There are many financial aspects to a loan agreement which require your attention before signing the agreement. Most loan agreements consist of standard legal verbiage; dates, loan amounts, definition of terms, etc. Here are four financial areas that you need to pay attention to:
1) Accounting Basis
Most loan agreements require the accounting records to be maintained on either GAAP or on an Other Comprehensive Basis of Accounting (“OCBOA”) such as the Income tax basis. Which might not be important to you, but it can have a significant financial impact depending on the industry you are in.
2) Statements and Reports
In addition to maintaining your records on the correct basis, in accordance with the loan, you will also be required to submit financial statements. Depending on the loan size, the reporting requirements might be annually, unaudited financial statements 60 days after year-end, some may require quarterly financial statements as well. In other cases, the lenders require annual audited financial statements submitted within a certain time period.
3) Financial Covenants
Most loan agreements require certain financial covenants; debt coverage ratio, EBITDA, current ratio, maximum leverage ratio, etc. The lenders require a compliance certificate including the ratios and a certification by the corporate officer.
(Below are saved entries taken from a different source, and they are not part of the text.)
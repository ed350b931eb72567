use std::path::Path;

use thiserror::Error;
use tracing::info;

use crate::config::{Config, ConfigError};
use crate::conversion::ConversionError;
use crate::error::PsychroError;
use crate::i18n::{self, Translator};
use crate::ui_cli;
use crate::ui_cli::MenuChoice;

/// 애플리케이션 실행 중 발생 가능한 오류를 표현한다.
#[derive(Debug, Error)]
pub enum AppError {
    /// 파일 입출력 오류
    #[error("입출력 오류: {0}")]
    Io(#[from] std::io::Error),
    /// 설정 저장/로드 오류
    #[error("설정 오류: {0}")]
    Config(#[from] ConfigError),
    /// 단위 변환 오류
    #[error("단위 변환 오류: {0}")]
    Conversion(#[from] ConversionError),
    /// 습공기 계산 오류
    #[error("습공기 계산 오류: {0}")]
    Psychro(#[from] PsychroError),
}

impl AppError {
    /// 메뉴 루프를 유지한 채 사용자에게 알리고 넘어갈 수 있는 오류인지 여부.
    pub fn is_recoverable(&self) -> bool {
        matches!(self, AppError::Conversion(_) | AppError::Psychro(_))
    }
}

/// CLI 애플리케이션의 메인 루프를 실행한다. 설정 변경과 종료 시 설정 파일을 저장한다.
pub fn run(config: &mut Config, tr: &Translator, config_path: &Path) -> Result<(), AppError> {
    info!(path = %config_path.display(), "interactive menu started");
    loop {
        let outcome = match ui_cli::main_menu(tr)? {
            MenuChoice::WetBulb => ui_cli::handle_wet_bulb(tr, config),
            MenuChoice::MoistAirState => ui_cli::handle_state(tr, config),
            MenuChoice::Saturation => ui_cli::handle_saturation(tr, config),
            MenuChoice::UnitConversion => ui_cli::handle_unit_conversion(tr, config),
            MenuChoice::Settings => {
                ui_cli::handle_settings(tr, config)?;
                config.save(config_path)?;
                Ok(())
            }
            MenuChoice::Exit => {
                config.save(config_path)?;
                println!("{}", tr.t(i18n::keys::APP_EXIT));
                break;
            }
        };
        match outcome {
            Err(err) if err.is_recoverable() => {
                println!("{}: {err}", tr.t(i18n::keys::ERROR_PREFIX));
            }
            other => other?,
        }
    }
    Ok(())
}
//! 습도비 계산 (ASHRAE 2005 식, Al-Ismaili & Al-Azri 2016 추정식).
//!
//! 모든 온도는 °F, 압력은 psia, 습도비는 lbm 수증기 / lbm 건공기.

use serde::{Deserialize, Serialize};

use super::constants::{
    CP_DRY_AIR_CONST, CP_VAPOR_CONST, CP_WATER_CONST, LATENT_HEAT_VAPORIZATION,
    MOLECULAR_MASS_RATIO, STD_ATM_PRESSURE_PSI,
};
use super::saturation::{saturation_pressure, saturation_pressure_over_water};
use super::specific_heat::{cp_dry_air, cp_vapor, cp_water};
use super::validate_relative_humidity;
use crate::error::{PsychroError, Result};

/// 수증기 분압 [psia]으로부터 표준 대기압 기준 습도비를 구한다.
///
/// 분압이 대기압 이상이면 분모가 0 이하가 되므로 `PhysicalLimitExceeded`를 돌려준다.
pub fn humidity_ratio_from_vapor_pressure(p_w_psi: f64) -> Result<f64> {
    if !p_w_psi.is_finite() || p_w_psi < 0.0 {
        return Err(PsychroError::InvalidInput {
            parameter: "p_w_psi",
            value: p_w_psi,
            reason: "수증기 분압은 0 이상의 유한값이어야 합니다",
        });
    }
    if p_w_psi >= STD_ATM_PRESSURE_PSI {
        return Err(PsychroError::PhysicalLimitExceeded {
            vapor_pressure_psi: p_w_psi,
            atmospheric_pressure_psi: STD_ATM_PRESSURE_PSI,
        });
    }
    Ok(MOLECULAR_MASS_RATIO * p_w_psi / (STD_ATM_PRESSURE_PSI - p_w_psi))
}

/// 포화 습도비 Ws(T). 빙점 미만은 얼음 위 포화압력을 사용한다.
pub fn saturated_humidity_ratio(t_db_f: f64) -> Result<f64> {
    humidity_ratio_from_vapor_pressure(saturation_pressure(t_db_f)?)
}

/// 건구온도와 상대습도(0~1)로부터 실제 습도비 W.
///
/// `saturated_humidity_ratio`와 달리 빙점 미만에서도 물 위 포화압력을 사용한다.
pub fn actual_humidity_ratio(t_db_f: f64, rh: f64) -> Result<f64> {
    validate_relative_humidity(rh)?;
    let p_ws = saturation_pressure_over_water(t_db_f)?;
    humidity_ratio_from_vapor_pressure(p_ws * rh)
}

/// 가변 비열 기반 습도비 추정 W0(T_db, T_wb). 습구온도 반복 계산의 기본 추정식.
///
/// 경험식이 화씨 눈금으로 맞춰져 있으므로 온도는 °F 크기 그대로 대입한다.
pub fn estimate_humidity_ratio_variable_cp(t_db_f: f64, t_wb_f: f64) -> Result<f64> {
    let cp_w = cp_water(t_wb_f)?;
    let cp_v = cp_vapor(t_db_f)?;
    let cp_da = cp_dry_air(t_db_f, t_wb_f)?;
    estimate_with(t_db_f, t_wb_f, cp_da, cp_w, cp_v)
}

/// 상수 비열 기반 습도비 추정 W1(T_db, T_wb).
pub fn estimate_humidity_ratio_constant_cp(t_db_f: f64, t_wb_f: f64) -> Result<f64> {
    estimate_with(t_db_f, t_wb_f, CP_DRY_AIR_CONST, CP_WATER_CONST, CP_VAPOR_CONST)
}

fn estimate_with(t_db_f: f64, t_wb_f: f64, cp_da: f64, cp_w: f64, cp_v: f64) -> Result<f64> {
    let h_fg = LATENT_HEAT_VAPORIZATION;
    let ws_wb = saturated_humidity_ratio(t_wb_f)?;
    let a = (h_fg - (cp_w - cp_v) * t_wb_f) * ws_wb - cp_da * (t_db_f - t_wb_f);
    let b = h_fg + cp_v * t_db_f - cp_w * t_wb_f;
    Ok(a / b)
}

/// 습구온도 반복 계산에 사용할 습도비 추정식 선택.
#[derive(Debug, Clone, Copy, PartialEq, Eq, Default, Serialize, Deserialize)]
#[serde(rename_all = "snake_case")]
pub enum HumidityRatioEstimator {
    /// 온도 의존 비열 (W0)
    #[default]
    VariableCp,
    /// 상수 비열 (W1)
    ConstantCp,
}

impl HumidityRatioEstimator {
    /// 선택된 추정식으로 W(T_db, T_wb)를 계산한다.
    pub fn estimate(&self, t_db_f: f64, t_wb_f: f64) -> Result<f64> {
        match self {
            HumidityRatioEstimator::VariableCp => {
                estimate_humidity_ratio_variable_cp(t_db_f, t_wb_f)
            }
            HumidityRatioEstimator::ConstantCp => {
                estimate_humidity_ratio_constant_cp(t_db_f, t_wb_f)
            }
        }
    }
}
4) Principal Payment Obligations
The loan agreement is very specific on terms of principal payment. These dates are important to understand and plan your cash flow.
All of these four areas interplay together. For example, it is important to know what basis your books should be maintained, if it is OCBOA, great, then after your tax accountant prepares your tax return, you can record any adjusting journal entries and your financial statements are ready. If they are GAAP, then you need to understand what is required and how to maintain them. In order to calculate your financial covenants, you need to be using the correct financial statement date and basis. If you are not in compliance with the loan agreement then the loan is in default and can be called by the lender.